- _TRY IT_
Look at each line below and tally those holding "bounds"; answer with that figure and nothing else.

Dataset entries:
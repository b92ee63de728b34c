//! Enemies plugin: patrol / chase / attack AI, death drops and timed respawns.
//!
//! ---------------------------
//! HOW THIS IS DESIGNED (ECS)
//! ---------------------------
//! 1) FACTS live in components:
//!    - `EnemyKind` selects the profile in `Tunables` (speeds, radii, drops).
//!    - `ActorState` is the shared combat state; `Patrol` is the walker's beat.
//!    - `EnemySpawner` entities remember where an enemy belongs and when it returns.
//!
//! 2) RULES run in the combat sets:
//!    - Decide: `enemy_ai` picks attack / chase / patrol from the player distance.
//!    - Aftermath: `on_enemy_death` rolls drops and schedules corpse removal;
//!      `respawn_enemies` refills empty spawners.
//!
//! The boss carries `EnemyKind::Boss` but no `Patrol`, so `enemy_ai` never drives it.

use avian2d::prelude::*;
use bevy::prelude::*;
use bevy::state::state_scoped::DespawnOnExit;

use crate::common::bounds::Hurtbox;
use crate::common::clock::GameClock;
use crate::common::layers::Layer;
use crate::common::rng::CombatRng;
use crate::common::state::GameState;
use crate::common::tunables::{AttackSpec, DropRange, DropTable, EnemyProfile, Tunables};
use crate::plugins::combat::actor::ActorState;
use crate::plugins::combat::messages::{ActorAttacked, ActorDied, DropSpawned, PickupKind, Victim};
use crate::plugins::combat::timeline::{TimedAction, Timeline};
use crate::plugins::combat::{AttackKind, CombatSet, Team};
use crate::plugins::physics::walker_body;
use crate::plugins::player::Player;
use crate::plugins::session::SessionState;
use crate::plugins::world::probe;
use crate::plugins::world::{LevelLayout, SolidMap};

// -----------------------------------------------------------------------------
// Components
// -----------------------------------------------------------------------------

#[derive(Component, Debug, Clone, Copy, PartialEq, Eq, Hash)]
pub enum EnemyKind {
    Slime,
    Skeleton,
    Boss,
}

impl EnemyKind {
    fn color(self) -> Color {
        match self {
            EnemyKind::Slime => Color::srgb(0.35, 0.8, 0.35),
            EnemyKind::Skeleton => Color::srgb(0.85, 0.85, 0.78),
            EnemyKind::Boss => Color::srgb(0.55, 0.2, 0.7),
        }
    }
}

/// Walk back and forth within `origin_x ± range`.
#[derive(Component, Debug, Clone, Copy, PartialEq)]
pub struct Patrol {
    pub origin_x: f32,
    pub range: f32,
    pub dir: f32,
}

/// Where an enemy lives, who currently occupies the spot, and when it comes back.
#[derive(Component, Debug, Clone, Copy)]
pub struct EnemySpawner {
    pub kind: EnemyKind,
    pub position: Vec2,
    pub occupant: Option<Entity>,
    pub respawn_at: Option<u64>,
}

/// What an enemy does this tick.
#[derive(Debug, Clone, Copy, PartialEq)]
pub enum Intent {
    Attack,
    Chase,
    Patrol,
}

// -----------------------------------------------------------------------------
// Plugin
// -----------------------------------------------------------------------------

pub fn plugin(app: &mut App) {
    app.add_systems(OnEnter(GameState::InGame), spawn_sites)
        .add_systems(FixedUpdate, enemy_ai.in_set(CombatSet::Decide))
        .add_systems(
            FixedUpdate,
            (on_enemy_death, respawn_enemies).chain().in_set(CombatSet::Aftermath),
        );
}

// -----------------------------------------------------------------------------
// Pure rules
// -----------------------------------------------------------------------------

/// Horizontal distance to the player, or infinity when out of vertical reach.
#[inline]
pub fn player_distance(from: Vec2, player: Option<Vec2>, vertical_reach: f32) -> f32 {
    match player {
        Some(p) if (p.y - from.y).abs() <= vertical_reach => (p.x - from.x).abs(),
        _ => f32::INFINITY,
    }
}

#[inline]
pub fn choose_intent(distance: f32, profile: &EnemyProfile) -> Intent {
    if distance <= profile.attack_radius {
        Intent::Attack
    } else if distance <= profile.detect_radius {
        Intent::Chase
    } else {
        Intent::Patrol
    }
}

/// Next patrol direction: turn at the beat bounds and at platform edges.
#[inline]
pub fn patrol_dir(patrol: &Patrol, x: f32, edge_ahead: bool) -> f32 {
    let mut dir = patrol.dir;
    if x >= patrol.origin_x + patrol.range {
        dir = -1.0;
    } else if x <= patrol.origin_x - patrol.range {
        dir = 1.0;
    }
    if edge_ahead {
        dir = -dir;
    }
    dir
}

/// Start an enemy attack: hitbox after the wind-up, recovery at the end.
pub fn begin_enemy_attack(
    state: &mut ActorState,
    timeline: &mut Timeline,
    kind: AttackKind,
    spec: &AttackSpec,
    now: u64,
) -> bool {
    let Some(act) = state.try_begin_attack(kind, spec, now) else {
        return false;
    };
    timeline.after(now, spec.hitbox_delay_ms, TimedAction::Hitbox(kind), act);
    timeline.after(now, spec.duration_ms, TimedAction::EndAttack, act);
    true
}

fn roll(range: &DropRange, rng: &mut CombatRng) -> u32 {
    if rng.chance(range.rate) { rng.between(range.min, range.max) } else { 0 }
}

/// Coin and heart counts for one defeat.
pub fn roll_drops(table: &DropTable, rng: &mut CombatRng) -> (u32, u32) {
    (roll(&table.coins, rng), roll(&table.hearts, rng))
}

// -----------------------------------------------------------------------------
// Spawning
// -----------------------------------------------------------------------------

/// Build a walking enemy. The boss is assembled by its own plugin.
pub fn spawn_enemy(commands: &mut Commands, kind: EnemyKind, position: Vec2, tunables: &Tunables) -> Entity {
    let profile = tunables.enemy(kind);
    let size = profile.hurtbox;
    let layers = CollisionLayers::new(Layer::Enemy, [Layer::World]);

    commands
        .spawn((
            Name::new(format!("{kind:?}")),
            kind,
            Team::Hostile,
            ActorState::new(profile.max_hp, 0.0, profile.attack_interval_ms),
            Patrol { origin_x: position.x, range: profile.patrol_range, dir: 1.0 },
            Timeline::default(),
            Hurtbox::from_size(size.x, size.y),
            Sprite::from_color(kind.color(), size),
            Transform::from_translation(position.extend(1.0)),
            walker_body(Collider::rectangle(size.x, size.y)),
            layers,
            DespawnOnExit(GameState::InGame),
        ))
        .id()
}

fn spawn_sites(mut commands: Commands, tunables: Res<Tunables>, layout: Option<Res<LevelLayout>>) {
    let Some(layout) = layout else {
        warn!("no level layout; no enemies spawned");
        return;
    };
    for &(kind, position) in &layout.enemies {
        let occupant = spawn_enemy(&mut commands, kind, position, &tunables);
        commands.spawn((
            Name::new(format!("{kind:?}Spawner")),
            EnemySpawner { kind, position, occupant: Some(occupant), respawn_at: None },
            DespawnOnExit(GameState::InGame),
        ));
    }
}

// -----------------------------------------------------------------------------
// Systems
// -----------------------------------------------------------------------------

fn enemy_ai(
    clock: Res<GameClock>,
    tunables: Res<Tunables>,
    map: Option<Res<SolidMap>>,
    mut attacked: MessageWriter<ActorAttacked>,
    q_player: Query<(&Transform, &ActorState), With<Player>>,
    mut q: Query<
        (
            Entity,
            &EnemyKind,
            &mut ActorState,
            &mut Patrol,
            &mut LinearVelocity,
            &mut Timeline,
            &Transform,
            &Hurtbox,
        ),
        Without<Player>,
    >,
) {
    let now = clock.now();
    let map = map.as_deref();
    let player = q_player
        .single()
        .ok()
        .filter(|(_, s)| !s.is_dead())
        .map(|(tf, _)| tf.translation.truncate());

    for (entity, kind, mut state, mut patrol, mut vel, mut timeline, tf, hurtbox) in &mut q {
        if state.is_dead() {
            vel.x *= 0.9;
            continue;
        }
        if state.is_stunned(now) {
            continue;
        }
        if state.is_attacking() {
            vel.x = 0.0;
            continue;
        }

        let profile = tunables.enemy(*kind);
        let pos = tf.translation.truncate();
        let body = hurtbox.at(pos);
        let distance = player_distance(pos, player, tunables.vertical_reach);

        match choose_intent(distance, profile) {
            Intent::Attack => {
                vel.x = 0.0;
                if let Some(p) = player {
                    state.facing_right = p.x >= pos.x;
                }
                let spec = match tunables.attack(profile.attack) {
                    Ok(spec) => spec,
                    Err(err) => {
                        error!("{kind:?} cannot attack: {err}");
                        continue;
                    }
                };
                if begin_enemy_attack(&mut state, &mut timeline, profile.attack, spec, now) {
                    attacked.write(ActorAttacked { actor: entity, kind: profile.attack });
                }
            }
            Intent::Chase => {
                let dir = player.map_or(0.0, |p| (p.x - pos.x).signum());
                vel.x = if probe::edge_ahead(map, &body, dir) { 0.0 } else { dir * profile.chase_speed };
            }
            Intent::Patrol => {
                let edge = probe::edge_ahead(map, &body, patrol.dir);
                patrol.dir = patrol_dir(&patrol, pos.x, edge);
                vel.x = patrol.dir * profile.patrol_speed;
            }
        }

        if vel.x != 0.0 {
            state.facing_right = vel.x > 0.0;
        }
    }
}

fn on_enemy_death(
    clock: Res<GameClock>,
    tunables: Res<Tunables>,
    mut rng: ResMut<CombatRng>,
    mut session: ResMut<SessionState>,
    mut deaths: MessageReader<ActorDied>,
    mut drops: MessageWriter<DropSpawned>,
    mut q_timeline: Query<&mut Timeline>,
    mut q_spawners: Query<&mut EnemySpawner>,
) {
    let now = clock.now();

    for died in deaths.read() {
        let Victim::Enemy(kind) = died.victim else {
            continue;
        };
        let profile = tunables.enemy(kind);
        session.kills += 1;

        let (coins, hearts) = roll_drops(&profile.drops, &mut rng);
        debug!("{kind:?} dropped {coins} coins, {hearts} hearts");
        for (pickup, count) in [(PickupKind::Coin, coins), (PickupKind::Heart, hearts)] {
            if count > 0 {
                drops.write(DropSpawned { kind: pickup, origin: died.position, count });
            }
        }

        if let Ok(mut timeline) = q_timeline.get_mut(died.actor) {
            timeline.after_untracked(now, profile.corpse_ms, TimedAction::Remove);
        }

        if let Some(delay) = profile.respawn_ms {
            for mut spawner in &mut q_spawners {
                if spawner.occupant == Some(died.actor) {
                    spawner.occupant = None;
                    spawner.respawn_at = Some(now + delay);
                }
            }
        }
    }
}

fn respawn_enemies(
    mut commands: Commands,
    clock: Res<GameClock>,
    tunables: Res<Tunables>,
    mut q: Query<&mut EnemySpawner>,
) {
    let now = clock.now();
    for mut spawner in &mut q {
        if spawner.respawn_at.is_some_and(|t| now >= t) {
            let id = spawn_enemy(&mut commands, spawner.kind, spawner.position, &tunables);
            spawner.occupant = Some(id);
            spawner.respawn_at = None;
            info!("{:?} respawned", spawner.kind);
        }
    }
}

- _ANSWER SECTION_
2